For those of you who need to get your act together and start planning meals, here is a great one. It starts with a marinade that can sit in the fridge doing its magic for up to 24 hours and I suggest you let it sit for at least 6 hours. I'm not the biggest fan of recipes with huge ingredient lists but I promise this is worth the trouble. If you make this ahead of time and even double it, you can have multiple meals for the week. I rarely say this about my cooking but this is a "restaurant quality" meal, people. I've adapted it from one of my very favorite cookbooks, The Whole Life Nutrition Cookbook by Alissa Segersten and Tom Malterre, MS, CN. I highly recommend this cookbook to anyone transitioning to a more whole foods diet.
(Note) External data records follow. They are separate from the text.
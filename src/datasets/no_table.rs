//! The `$no_table` dataset.
//!
//! One row, one column. Queries with no FROM clause read it, and constant
//! folding evaluates identifier-free expressions against it to reduce them
//! to literals.

use crate::errors::Result;
use crate::morsel::{Column, Morsel};
use crate::schema::{RelationSchema, SchemaColumn};
use crate::value::{Value, ValueType};

pub fn schema() -> RelationSchema {
    RelationSchema::new(
        "$no_table",
        vec![SchemaColumn::new("$column", ValueType::Integer).with_origin("$no_table")],
    )
    .with_row_count(1)
}

pub fn read() -> Result<Morsel> {
    Morsel::new(vec![Column::from_values(
        "$column",
        ValueType::Integer,
        vec![Value::Integer(0)],
    )])
}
So here it is:

Thai curry with chicken
serves 4

2 large boneless chicken breasts

Sauce:
1 can coconut milk
2-4 small shallots, peeled
1 small stalk of lemongrass (optional)
8 garlic cloves, peeled
2 Tbsp fresh ginger, chopped
2 Tbsp fish sauce
1/2 tsp sea salt
3 Tbsp peanut or almond butter
2 Tbsp agave nectar
1 Tbsp curry powder
1 tsp crushed red chili flakes
1 tsp coriander
1 tsp cumin
1 tsp turmeric
1/4 tsp black pepper

Cut the chicken breast into small pieces and place in a 9x13-inch baking dish. Place all remaining ingredients into a blender until creamy. Pour mixture over chicken and cover. Refrigerate for up to 24 hours. Preheat oven to 400 degrees and cook for 30-35 minutes. Enjoy over quinoa, rice, or another whole grain with a side of broccoli.